Further characterization of Δ8-sphingolipid desaturases from higher plants

Abstract

A previously cloned cDNA from Helianthus annuus codes for a fusion protein composed of an N-terminal cytochrome b5, and a C-terminal desaturase domain. For a functional identification, this cDNA was expressed in Saccharomyces cerevisiae and the structures of sphingolipid longchain bases were analysed. The expression of this sunflower enzyme resulted in the formation of new Δ8-trans/cis-phytosphingenine from C18- and C20-phytosphinganine present in wild-type yeast cells. To elucidate the substrate specificity, the recently cloned Δ8-sphingolipid desaturases from Arabidopsis thaliana and Brassica napus were expressed in the yeast mutant sur2Δ that lacked the sphinganine C4-hydroxylase and was thus unable to form phytosphinganine. Long-chain base analysis of the transformed mutant cells did not show any conversion of C18- or C20-sphinganine into Δ8-sphingenine, whereas exogenously added C18-phytosphinganine was desaturated to Δ8-trans/cis-phytosphingenine.

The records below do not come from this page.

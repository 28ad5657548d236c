//! Server configuration
//!
//! Parsed from the command line with clap. `Default` matches the CLI
//! defaults so tests and embedders can build a config without parsing.

use clap::Parser;

#[derive(Parser, Debug, Clone)]
#[command(name = "room_chat")]
#[command(about = "Multi-room line-based TCP chat server", long_about = None)]
pub struct Config {
    /// Host address to bind the server to
    #[arg(short = 'H', long, default_value = "127.0.0.1")]
    pub host: String,

    /// Port number to bind the server to
    #[arg(short = 'p', long, default_value_t = 8888)]
    pub port: u16,

    /// Disable ANSI colours in client output
    #[arg(long)]
    pub no_color: bool,

    /// Keep rooms around after their last member leaves
    #[arg(long)]
    pub keep_empty_rooms: bool,

    /// Longest accepted input line in bytes
    #[arg(long, default_value_t = 1024)]
    pub max_line_length: usize,

    /// Messages buffered per client before deliveries are dropped
    #[arg(long, default_value_t = 64)]
    pub outbox_capacity: usize,
}

impl Config {
    /// Address to bind, as `host:port`
    pub fn bind_addr(&self) -> String {
        format!("{}:{}", self.host, self.port)
    }
}

impl Default for Config {
    fn default() -> Self {
        Self {
            host: "127.0.0.1".to_string(),
            port: 8888,
            no_color: false,
            keep_empty_rooms: false,
            max_line_length: 1024,
            outbox_capacity: 64,
        }
    }
}
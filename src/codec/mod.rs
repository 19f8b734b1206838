//! Compact binary wire format.
//!
//! The layout is fixed and versionless:
//! - sums: unsigned LEB128 tag index, then the payload of that variant
//! - products: member encodings concatenated in declaration order
//! - sequences: unsigned LEB128 length, then that many elements
//! - optionals: tag `0` followed by the payload when present, tag `1` when absent
//!
//! Integers use signed LEB128, strings and binaries are length-prefixed bytes.

mod error;
mod primitive;

pub use error::DecodeError;
pub use primitive::{read_bytes, read_tag, read_varint, write_bytes, write_tag, write_varint};

/// A type with a wire encoding.
///
/// Implementations must satisfy the round-trip law:
/// `T::decode(&v.to_bytes(), 0) == Ok((v, v.to_bytes().len()))`.
pub trait Codec: Sized {
  /// Append the encoding of `self` to `out`.
  fn encode(&self, out: &mut Vec<u8>);

  /// Decode a value starting at `offset`, returning it together with the
  /// offset of the first byte after it.
  fn decode(bytes: &[u8], offset: usize) -> Result<(Self, usize), DecodeError>;

  fn to_bytes(&self) -> Vec<u8> {
    let mut out = Vec::new();
    self.encode(&mut out);
    out
  }

  /// Decode a complete message. Bytes left over after the value are an error.
  fn from_bytes(bytes: &[u8]) -> Result<Self, DecodeError> {
    let (value, next) = Self::decode(bytes, 0)?;
    if next != bytes.len() {
      return Err(DecodeError::TrailingBytes {
        offset: next,
        remaining: bytes.len() - next,
      });
    }
    Ok(value)
  }
}

/// Implement [`Codec`] for a struct by encoding its fields in the listed order.
#[macro_export]
macro_rules! product_codec {
  ($ty:ident { $($field:ident),+ $(,)? }) => {
    impl $crate::codec::Codec for $ty {
      fn encode(&self, out: &mut Vec<u8>) {
        $( $crate::codec::Codec::encode(&self.$field, out); )+
      }

      fn decode(
        bytes: &[u8],
        offset: usize,
      ) -> Result<(Self, usize), $crate::codec::DecodeError> {
        let next = offset;
        $( let ($field, next) = $crate::codec::Codec::decode(bytes, next)?; )+
        Ok((Self { $($field),+ }, next))
      }
    }
  };
}
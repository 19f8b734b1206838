use futures::future::{BoxFuture, FutureExt};
use tracing::warn;

use crate::api::operations::{GetAccount, GetImageFile, GetProject, GetTypePart};
use crate::api::types::{
  Account, AccountId, AccountToken, Binary, ImageHash, Project, ProjectId, Snapshot, Timestamp,
  Timestamped, TypePart, TypePartId,
};
use crate::api::ApiClient;
use crate::cache::{Cacheable, EntityKind};

use super::state::ResourceMap;
use super::store::{Completion, Fetched};

/// A kind of entity the store can fetch by id.
pub trait Resource: Cacheable {
  /// Immutable entries are never considered stale.
  const IMMUTABLE: bool = false;

  /// One network round trip for `id`. `None` when the call failed.
  fn fetch(
    api: ApiClient,
    id: Self::Id,
    token: Option<AccountToken>,
  ) -> BoxFuture<'static, Option<Snapshot<Self::Data>>>;

  fn map(maps: &ResourceMaps) -> &ResourceMap<Self::Id, Self::Data>;

  fn map_mut(maps: &mut ResourceMaps) -> &mut ResourceMap<Self::Id, Self::Data>;

  fn completion(id: Self::Id, fetched: Fetched<Self::Data>) -> Completion;
}

/// The in-memory state of every entity kind.
#[derive(Debug, Default)]
pub struct ResourceMaps {
  pub projects: ResourceMap<ProjectId, Project>,
  pub accounts: ResourceMap<AccountId, Account>,
  pub type_parts: ResourceMap<TypePartId, TypePart>,
  pub images: ResourceMap<ImageHash, Binary>,
}

/// Defines a marker type for a kind fetched by a single `O: Id -> Snapshot`
/// operation.
macro_rules! snapshot_resource {
  ($name:ident, $kind:ident, $operation:ty, $id:ty, $data:ty, $field:ident) => {
    pub struct $name;

    impl Cacheable for $name {
      type Id = $id;
      type Data = $data;
      const KIND: EntityKind = EntityKind::$kind;
    }

    impl Resource for $name {
      fn fetch(
        api: ApiClient,
        id: $id,
        token: Option<AccountToken>,
      ) -> BoxFuture<'static, Option<Snapshot<$data>>> {
        async move { api.call::<$operation>(&id, token.as_ref()).await }.boxed()
      }

      fn map(maps: &ResourceMaps) -> &ResourceMap<$id, $data> {
        &maps.$field
      }

      fn map_mut(maps: &mut ResourceMaps) -> &mut ResourceMap<$id, $data> {
        &mut maps.$field
      }

      fn completion(id: $id, fetched: Fetched<$data>) -> Completion {
        Completion::$kind(id, fetched)
      }
    }
  };
}

snapshot_resource!(Projects, Project, GetProject, ProjectId, Project, projects);
snapshot_resource!(Accounts, Account, GetAccount, AccountId, Account, accounts);
snapshot_resource!(TypeParts, TypePart, GetTypePart, TypePartId, TypePart, type_parts);

/// Image files, addressed by content hash.
pub struct Images;

impl Cacheable for Images {
  type Id = ImageHash;
  type Data = Binary;
  const KIND: EntityKind = EntityKind::Image;
}

impl Resource for Images {
  const IMMUTABLE: bool = true;

  fn fetch(
    api: ApiClient,
    hash: ImageHash,
    token: Option<AccountToken>,
  ) -> BoxFuture<'static, Option<Snapshot<Binary>>> {
    async move {
      let binary = api.call::<GetImageFile>(&hash, token.as_ref()).await?;
      if !hash.matches(&binary.0) {
        warn!(%hash, bytes = binary.0.len(), "image content does not match its hash");
        return None;
      }
      // The server sends no timestamp for images; content never changes.
      Some(Timestamped::new(Some(binary), Timestamp::now()))
    }
    .boxed()
  }

  fn map(maps: &ResourceMaps) -> &ResourceMap<ImageHash, Binary> {
    &maps.images
  }

  fn map_mut(maps: &mut ResourceMaps) -> &mut ResourceMap<ImageHash, Binary> {
    &mut maps.images
  }

  fn completion(hash: ImageHash, fetched: Fetched<Binary>) -> Completion {
    Completion::Image(hash, fetched)
  }
}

Furthermore, GLC-MS analysis did not reveal the presence of any Δ9-regioisomers as reported before. These results show that the sunflower gene codes for a Δ8-sphingolipid desaturase which accepts C18- and C20-phytosphinganine. The absence of Δ8-sphingenine as desaturation product in the transformed mutant suggests that C4-hydroxylation of sphinganine precedes Δ8-desaturation. Therefore, in yeast, the substrate for the plant Δ8-sphingolipid desaturase seems to be the phytosphinganine residue.